_Exercise data_
//! 工作流类型定义

use chrono::{DateTime, Utc};
use serde::{Deserialize, Serialize};

/// Router 的输出：下一步执行哪个节点
#[derive(Debug, Clone, Copy, PartialEq, Eq, Hash, Serialize, Deserialize)]
#[serde(rename_all = "snake_case")]
pub enum NextStep {
    Supervisor,
    SafetyCheck,
    DeficiencyCheck,
    Recommendation,
    Clarification,
    Synthesis,
    /// 无法路由，直接结束
    End,
}

impl NextStep {
    pub fn name(&self) -> &'static str {
        match self {
            NextStep::Supervisor => "supervisor",
            NextStep::SafetyCheck => "safety_check",
            NextStep::DeficiencyCheck => "deficiency_check",
            NextStep::Recommendation => "recommendation",
            NextStep::Clarification => "clarification",
            NextStep::Synthesis => "synthesis",
            NextStep::End => "END",
        }
    }
}

impl std::fmt::Display for NextStep {
    fn fmt(&self, f: &mut std::fmt::Formatter<'_>) -> std::fmt::Result {
        f.write_str(self.name())
    }
}

/// 工作流限额
#[derive(Debug, Clone, Copy, PartialEq)]
pub struct WorkflowLimits {
    /// 达到该迭代数强制进入 synthesis
    pub max_iterations: u32,
    pub evidence_loop_limit: u32,
    pub confidence_threshold: f64,
}

impl Default for WorkflowLimits {
    fn default() -> Self {
        Self {
            max_iterations: 10,
            evidence_loop_limit: 3,
            confidence_threshold: 0.7,
        }
    }
}

/// answer() 的返回
#[derive(Debug, Clone, Serialize, Deserialize)]
pub struct WorkflowAnswer {
    pub run_id: String,
    pub answer: String,
    pub confidence: f64,
    pub iterations: u32,
    pub evidence_chain: Vec<String>,
    pub started_at: DateTime<Utc>,
    pub finished_at: DateTime<Utc>,
}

_What to do_
Please go through the data above and copy every line that has the word "impl".

_Answer space_
impl NextStep {
impl std::fmt::Display for NextStep {
impl Default for WorkflowLimits {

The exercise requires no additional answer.